— Work to be completed —
Your answer is to be the count alone: the number of lines in the data below where "server" appears.

[Collected data entries]
/---
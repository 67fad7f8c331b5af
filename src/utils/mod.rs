pub mod constants;
pub mod dates;
pub mod format;
pub mod logging;
pub mod progress;

pub use constants::*;
pub use dates::parse_date;
pub use format::{format_number, format_two_decimals};
pub use logging::init_logging;
pub use progress::ProgressReporter;
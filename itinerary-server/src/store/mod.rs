//! Flight query capability.
//!
//! The pricing core never owns storage. It asks a `FlightQuery`
//! implementation for candidate flight sets and joins them in memory.
//! `InMemoryFlightStore` is the implementation used by the server.

mod memory;

use std::sync::Arc;

use chrono::{DateTime, NaiveDate, Utc};

use crate::domain::{AirportCode, Flight};

pub use memory::InMemoryFlightStore;

/// Errors raised by a flight store.
#[derive(Debug, Clone, PartialEq, Eq, thiserror::Error)]
pub enum StoreError {
    /// Two flights share the same `(flight number, date)` key
    #[error("duplicate flight {flight_number} on {date}")]
    DuplicateFlight {
        flight_number: String,
        date: NaiveDate,
    },

    /// The backing store could not answer the query
    #[error("flight store unavailable: {0}")]
    Unavailable(String),
}

/// Trait for querying the flight inventory.
///
/// Every query applies the seat floor inclusively: only flights with
/// `available_seats >= min_seats` are returned. This abstraction allows the
/// pricer to be tested with mock data.
pub trait FlightQuery {
    /// Flights departing `from` on local date `date`.
    fn find_by_date_and_origin(
        &self,
        date: NaiveDate,
        from: &AirportCode,
        min_seats: u32,
    ) -> Result<Vec<Arc<Flight>>, StoreError>;

    /// Flights on any of `dates` whose departure and arrival airports are
    /// both drawn from `airports`.
    fn find_by_dates_and_airports(
        &self,
        dates: &[NaiveDate],
        airports: &[AirportCode],
        min_seats: u32,
    ) -> Result<Vec<Arc<Flight>>, StoreError>;

    /// Flights whose departure and arrival airports are both drawn from
    /// `airports`, ascending by date.
    fn find_by_airports_ordered_by_date(
        &self,
        airports: &[AirportCode],
        min_seats: u32,
    ) -> Result<Vec<Arc<Flight>>, StoreError>;

    /// Flights arriving at `to` that depart within `[start, end]`.
    fn find_by_time_window_and_destination(
        &self,
        start: DateTime<Utc>,
        end: DateTime<Utc>,
        to: &AirportCode,
        min_seats: u32,
    ) -> Result<Vec<Arc<Flight>>, StoreError>;
}

#[cfg(test)]
mod tests {
    use super::*;

    #[test]
    fn error_display() {
        let err = StoreError::DuplicateFlight {
            flight_number: "LY001".into(),
            date: NaiveDate::from_ymd_opt(2022, 9, 14).unwrap(),
        };
        assert_eq!(err.to_string(), "duplicate flight LY001 on 2022-09-14");

        let err = StoreError::Unavailable("connection refused".into());
        assert_eq!(err.to_string(), "flight store unavailable: connection refused");
    }
}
\---
— Answer for this exercise —
2